Dividend-paying stocks are getting another look from investors as payouts rise and interest rates pull back a bit after the summer surge. Concerns that U.S. stocks may face some turbulence on debt-ceiling uncertainty are also driving renewed interest in more defensive strategies.
U.S. companies continued to boost dividends in the third quarter with actual payouts rising 14% from the year-ago period.
The low-rate environment has forced income-oriented and bond investors to consider other areas like stocks for yield. Corporations have cleaned up their balance sheets after the financial crisis and are returning capital to shareholders with higher dividends and buybacks.
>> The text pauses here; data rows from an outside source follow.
use scope_resolver_core::{
    ActionPreference, Anchor, Config, Document, DocumentId, FullTarget, InferenceContext,
    InferenceError, LanguageId, Mark, PartialListElement, PartialPrimitiveTarget,
    PartialRangeTarget, PartialTarget, Position, PositionModifier, ScopeType, SourceParser,
    TargetField, TargetInference, TargetScope, TargetShape, TextRange,
};

const GREETER: &str = r#"class Greeter {
  greet(name: string) {
    if (name) {
      console.log(name);
    }
  }
}
const config = { a: 1, b: [2, 3] };
const nested = [[10, 20], 30];
"#;

fn parse(id: &str, language: LanguageId, source: &str) -> Document {
    SourceParser::new()
        .parse(DocumentId::new(id), language, source)
        .unwrap()
}

fn position_of(doc: &Document, needle: &str) -> Position {
    let offset = doc.source().find(needle).expect("needle not in source");
    let before = &doc.source()[..offset];
    let line_start = before.rfind('\n').map_or(0, |i| i + 1);
    Position::new(
        before.matches('\n').count() as u32,
        (offset - line_start) as u32,
    )
}

fn cursor(doc: &Document, needle: &str) -> TextRange {
    let at = position_of(doc, needle);
    doc.range(at, at).unwrap()
}

/// Explicit mark over the first occurrence of a single-line `needle`
fn span(doc: &Document, needle: &str) -> Mark {
    let start = position_of(doc, needle);
    Mark::Range {
        start,
        end: Position::new(start.line, start.character + needle.len() as u32),
    }
}

fn scope(scope_type: ScopeType) -> PartialTarget {
    PartialPrimitiveTarget::new().with_scope(scope_type).into()
}

fn primitive(target: &FullTarget) -> &scope_resolver_core::PrimitiveTarget {
    target.as_primitive().expect("primitive target")
}

fn texts(doc: &Document, target: &FullTarget) -> Vec<String> {
    target
        .ranges()
        .iter()
        .map(|range| doc.text(range).to_string())
        .collect()
}

#[test]
fn test_scope_type_carries_forward() {
    let doc = parse("greeter.ts", LanguageId::TypeScript, GREETER);
    let ctx = InferenceContext::new(&doc).with_cursor(cursor(&doc, "console"));
    let targets = vec![scope(ScopeType::Class), PartialPrimitiveTarget::new().into()];
    let preferences = vec![ActionPreference::permissive(); 2];

    let resolved = TargetInference::new()
        .infer(&ctx, &targets, &preferences)
        .unwrap();

    let second = primitive(&resolved[1]);
    assert_eq!(
        second.scope,
        TargetScope::Enclosing {
            scope_type: ScopeType::Class
        }
    );
    assert_eq!(second.mark, Mark::Cursor);
    assert_eq!(second.position, PositionModifier::Contents);
    assert!(texts(&doc, &resolved[1])[0].starts_with("class Greeter {"));
    assert_eq!(
        second.selections[0].node_kind.as_deref(),
        Some("class_declaration")
    );
}

#[test]
fn test_required_explicit_field_is_reported() {
    let doc = parse("greeter.ts", LanguageId::TypeScript, GREETER);
    let ctx = InferenceContext::new(&doc).with_cursor(cursor(&doc, "console"));
    let preferences = vec![
        ActionPreference::permissive(),
        ActionPreference::permissive().requiring(TargetField::Position),
    ];
    let targets = vec![
        PartialPrimitiveTarget::new()
            .with_scope(ScopeType::Statement)
            .with_position(PositionModifier::After)
            .into(),
        scope(ScopeType::Statement),
    ];

    // The first preference states no constraint, so the second one decides
    let err = TargetInference::new()
        .infer(&ctx, &targets, &preferences)
        .unwrap_err();
    assert_eq!(
        err,
        InferenceError::MissingField {
            index: 1,
            field: TargetField::Position
        }
    );
}

#[test]
fn test_infer_is_deterministic() {
    let doc = parse("greeter.ts", LanguageId::TypeScript, GREETER);
    let ctx = InferenceContext::new(&doc)
        .with_cursor(cursor(&doc, "console"))
        .with_cursor(cursor(&doc, "2,"));
    let targets = vec![
        scope(ScopeType::Statement),
        PartialTarget::List {
            elements: vec![
                PartialListElement::Primitive(
                    PartialPrimitiveTarget::new().with_position(PositionModifier::Entire),
                ),
                PartialListElement::Primitive(PartialPrimitiveTarget::new()),
            ],
        },
    ];
    let preferences = vec![ActionPreference::permissive(); 2];

    let mut engine = TargetInference::new();
    let first = engine.infer(&ctx, &targets, &preferences);
    let second = engine.infer(&ctx, &targets, &preferences);
    let fresh = TargetInference::new().infer(&ctx, &targets, &preferences);
    assert!(first.is_ok());
    assert_eq!(first, second);
    assert_eq!(first, fresh);

    let failing = vec![scope(ScopeType::IfStatement)];
    let ctx = InferenceContext::new(&doc).with_cursor(cursor(&doc, "const config"));
    let errors = (
        engine.infer(&ctx, &failing, &preferences[..1]),
        engine.infer(&ctx, &failing, &preferences[..1]),
    );
    assert!(errors.0.is_err());
    assert_eq!(errors.0, errors.1);
}

#[test]
fn test_unsupported_and_missing_scopes() {
    let json = parse("data.json", LanguageId::Json, r#"{"a": [1]}"#);
    let ctx = InferenceContext::new(&json).with_cursor(cursor(&json, "1"));
    let preferences = vec![ActionPreference::permissive()];

    let err = TargetInference::new()
        .infer(&ctx, &[scope(ScopeType::Class)], &preferences)
        .unwrap_err();
    assert_eq!(
        err,
        InferenceError::UnsupportedScope {
            index: 0,
            language: LanguageId::Json,
            scope_type: ScopeType::Class
        }
    );

    let doc = parse("greeter.ts", LanguageId::TypeScript, GREETER);
    let at = cursor(&doc, "const config");
    let ctx = InferenceContext::new(&doc).with_cursor(at);
    let err = TargetInference::new()
        .infer(&ctx, &[scope(ScopeType::IfStatement)], &preferences)
        .unwrap_err();
    assert_eq!(
        err,
        InferenceError::NoEnclosingScope {
            index: 0,
            scope_type: ScopeType::IfStatement,
            anchor: at.start
        }
    );
}

#[test]
fn test_ordinal_picks_outer_match() {
    let doc = parse("greeter.ts", LanguageId::TypeScript, GREETER);
    let ctx = InferenceContext::new(&doc).with_cursor(cursor(&doc, "10"));
    let preferences = vec![ActionPreference::permissive()];

    let mut engine = TargetInference::new();
    let inner = engine
        .infer(&ctx, &[scope(ScopeType::Collection)], &preferences)
        .unwrap();
    assert_eq!(texts(&doc, &inner[0]), vec!["10, 20"]);

    let outer_target: PartialTarget = PartialPrimitiveTarget::new()
        .with_scope(ScopeType::Collection)
        .with_ordinal(2)
        .into();
    let outer = engine.infer(&ctx, &[outer_target], &preferences).unwrap();
    assert_eq!(texts(&doc, &outer[0]), vec!["[10, 20], 30"]);
    assert_eq!(primitive(&outer[0]).ordinal, 2);

    let too_far: PartialTarget = PartialPrimitiveTarget::new()
        .with_scope(ScopeType::Collection)
        .with_ordinal(3)
        .into();
    assert!(matches!(
        engine.infer(&ctx, &[too_far], &preferences),
        Err(InferenceError::NoEnclosingScope { .. })
    ));
}

#[test]
fn test_position_modifiers_and_action_defaults() {
    let doc = parse("greeter.ts", LanguageId::TypeScript, GREETER);
    let ctx = InferenceContext::new(&doc).with_cursor(cursor(&doc, "2,"));
    let chuck = Config::default().action("chuck").unwrap();

    let resolved = TargetInference::new()
        .infer(&ctx, &[scope(ScopeType::CollectionItem)], &chuck)
        .unwrap();
    assert_eq!(primitive(&resolved[0]).position, PositionModifier::Entire);
    assert_eq!(texts(&doc, &resolved[0]), vec!["2, "]);

    let before: PartialTarget = PartialPrimitiveTarget::new()
        .with_scope(ScopeType::CollectionItem)
        .with_position(PositionModifier::Before)
        .into();
    let take = vec![ActionPreference::permissive()];
    let resolved = TargetInference::new().infer(&ctx, &[before.clone()], &take).unwrap();
    let range = resolved[0].ranges()[0];
    assert!(range.is_empty());
    let next = TextRange::new(range.start, range.end, range.start_byte, range.start_byte + 1);
    assert_eq!(doc.text(&next), "2");

    let err = TargetInference::new()
        .infer(&ctx, &[before], &[ActionPreference::permissive().with_shape(TargetShape::Range)])
        .unwrap_err();
    assert_eq!(err, InferenceError::RangeRequired { index: 0 });
}

#[test]
fn test_range_target_covers_both_ends() {
    let doc = parse("greeter.ts", LanguageId::TypeScript, GREETER);
    let ctx = InferenceContext::new(&doc).with_cursor(cursor(&doc, "a:"));
    let target = PartialTarget::Range(PartialRangeTarget {
        start: PartialPrimitiveTarget::new().with_scope(ScopeType::CollectionItem),
        // Scope type carries over from the start
        end: PartialPrimitiveTarget::new().with_mark(span(&doc, "b")),
        exclude_start: false,
        exclude_end: false,
    });

    let resolved = TargetInference::new()
        .infer(&ctx, &[target], &[ActionPreference::permissive()])
        .unwrap();
    match &resolved[0] {
        FullTarget::Range(range) => {
            assert_eq!(doc.text(&range.covering), "a: 1, b: [2, 3]");
            assert_eq!(
                range.end.scope,
                TargetScope::Enclosing {
                    scope_type: ScopeType::CollectionItem
                }
            );
        }
        other => panic!("expected a range target, got {other:?}"),
    }
}

#[test]
fn test_list_targets_and_multiplicity() {
    let doc = parse("greeter.ts", LanguageId::TypeScript, GREETER);
    let ctx = InferenceContext::new(&doc);
    let list = PartialTarget::List {
        elements: vec![
            PartialListElement::Primitive(
                PartialPrimitiveTarget::new()
                    .with_mark(span(&doc, "a:"))
                    .with_scope(ScopeType::CollectionKey),
            ),
            PartialListElement::Primitive(PartialPrimitiveTarget::new().with_mark(span(&doc, "b:"))),
        ],
    };

    let resolved = TargetInference::new()
        .infer(&ctx, std::slice::from_ref(&list), &[ActionPreference::permissive()])
        .unwrap();
    assert_eq!(resolved[0].selection_count(), 2);
    assert_eq!(texts(&doc, &resolved[0]), vec!["a", "b"]);

    let err = TargetInference::new()
        .infer(&ctx, &[list], &[ActionPreference::permissive().single()])
        .unwrap_err();
    assert_eq!(err, InferenceError::MultipleTargets { index: 0, count: 2 });
}

#[test]
fn test_preference_count_must_match() {
    let doc = parse("greeter.ts", LanguageId::TypeScript, GREETER);
    let ctx = InferenceContext::new(&doc);
    let err = TargetInference::new()
        .infer(&ctx, &[scope(ScopeType::Class)], &[])
        .unwrap_err();
    assert_eq!(
        err,
        InferenceError::PreferenceCount {
            expected: 1,
            actual: 0
        }
    );
}

#[test]
fn test_nothing_mark_and_exact_scope() {
    let doc = parse("greeter.ts", LanguageId::TypeScript, GREETER);
    let ctx = InferenceContext::new(&doc).with_cursor(cursor(&doc, "greet("));
    let preferences = vec![ActionPreference::permissive(); 2];
    let targets = vec![
        PartialPrimitiveTarget::new().with_mark(Mark::Nothing).into(),
        PartialPrimitiveTarget::new().with_mark(span(&doc, "greet")).into(),
    ];

    let resolved = TargetInference::new()
        .infer(&ctx, &targets, &preferences)
        .unwrap();
    assert_eq!(resolved[0].selection_count(), 0);
    let exact = primitive(&resolved[1]);
    assert_eq!(exact.scope, TargetScope::Exact);
    assert_eq!(exact.selections[0].node_kind, None);
    assert_eq!(texts(&doc, &resolved[1]), vec!["greet"]);
}

#[test]
fn test_marks_without_anchors_are_rejected() {
    let doc = parse("greeter.ts", LanguageId::TypeScript, GREETER);
    let ctx = InferenceContext::new(&doc);
    let chuck = ActionPreference::permissive()
        .with_shape(TargetShape::Range)
        .single();

    let err = TargetInference::new()
        .infer(&ctx, &[scope(ScopeType::Class)], std::slice::from_ref(&chuck))
        .unwrap_err();
    assert_eq!(err, InferenceError::NoAnchor { index: 0 });

    for mark in [Mark::That, Mark::Source] {
        let target: PartialTarget = PartialPrimitiveTarget::new().with_mark(mark).into();
        let err = TargetInference::new()
            .infer(&ctx, &[target], &[ActionPreference::permissive()])
            .unwrap_err();
        assert_eq!(err, InferenceError::NoAnchor { index: 0 });
    }

    let nothing: PartialTarget = PartialPrimitiveTarget::new().with_mark(Mark::Nothing).into();
    let err = TargetInference::new()
        .infer(&ctx, &[nothing], &[chuck])
        .unwrap_err();
    assert_eq!(err, InferenceError::RangeRequired { index: 0 });
}

#[test]
fn test_cross_document_ranges_and_unknown_documents() {
    let left = parse("left.json", LanguageId::Json, "[1, 2]");
    let right = parse("right.json", LanguageId::Json, "[3, 4]");
    let that = vec![Anchor::new(right.id().clone(), cursor(&right, "4"))];
    let ctx = InferenceContext::new(&left)
        .with_document(&right)
        .with_cursor(cursor(&left, "1"))
        .with_that(that);

    let target = PartialTarget::Range(PartialRangeTarget {
        start: PartialPrimitiveTarget::new().with_scope(ScopeType::CollectionItem),
        end: PartialPrimitiveTarget::new().with_mark(Mark::That),
        exclude_start: false,
        exclude_end: false,
    });
    let err = TargetInference::new()
        .infer(&ctx, &[target], &[ActionPreference::permissive()])
        .unwrap_err();
    assert_eq!(err, InferenceError::RangeAcrossDocuments { index: 0 });

    let ghost = vec![Anchor::new(DocumentId::new("ghost.json"), cursor(&left, "1"))];
    let ctx = InferenceContext::new(&left).with_source(ghost);
    let target: PartialTarget = PartialPrimitiveTarget::new().with_mark(Mark::Source).into();
    let err = TargetInference::new()
        .infer(&ctx, &[target], &[ActionPreference::permissive()])
        .unwrap_err();
    assert_eq!(
        err,
        InferenceError::UnknownDocument {
            index: 0,
            document: "ghost.json".to_string()
        }
    );
}

#[test]
fn test_depth_bound_stops_the_walk() {
    let doc = parse("greeter.ts", LanguageId::TypeScript, GREETER);
    let ctx = InferenceContext::new(&doc).with_cursor(cursor(&doc, "console"));
    let preferences = vec![ActionPreference::permissive()];

    let err = TargetInference::new()
        .with_max_depth(2)
        .infer(&ctx, &[scope(ScopeType::Class)], &preferences)
        .unwrap_err();
    assert!(matches!(err, InferenceError::NoEnclosingScope { .. }));

    let config = Config {
        max_ancestor_depth: 2,
        ..Default::default()
    };
    assert!(
        TargetInference::from_config(&config)
            .infer(&ctx, &[scope(ScopeType::Class)], &preferences)
            .is_err()
    );
}

#[test]
fn test_multiple_cursors_and_rust_documents() {
    let source = "fn one() {\n    a();\n}\n\nfn two() {\n    b();\n}\n";
    let doc = parse("lib.rs", LanguageId::Rust, source);
    let ctx = InferenceContext::new(&doc)
        .with_cursor(cursor(&doc, "a()"))
        .with_cursor(cursor(&doc, "b()"));

    let mut engine = TargetInference::new();
    let resolved = engine
        .infer(&ctx, &[scope(ScopeType::NamedFunction)], &[ActionPreference::permissive()])
        .unwrap();
    assert_eq!(
        texts(&doc, &resolved[0]),
        vec!["fn one() {\n    a();\n}", "fn two() {\n    b();\n}"]
    );
    assert_eq!(engine.language_cache().stats().hits, 1);
}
In fact, 2013 dividends are on pace for a 50% increase from 2010 payouts.
Among U.S. companies, dividend net increases climbed $11.9 billion in the latest quarter, compared with an $8.8 billion increase in last year’s third quarter.
There were 475 dividend increases in the third quarter of 2013, while 45 companies in the S&P 500 announced fatter dividends. Additionally, the number of S&P 500 companies paying dividends is at a 15-year high.
The S&P 500 has a dividend yield of about 2.1%, while yields on the 10-year Treasury note dropped below 2.6% on Thursday amid worries over the U.S. government shutdown.
All else being equal, stocks become more attractive to income investors when S&P 500 dividends are rising and Treasury yields are falling.
Also, investors tend to flock to more stable, dividend-paying sectors such as utilities in risk-off markets, and volatility has picked up recently on U.S. debt-ceiling jitters.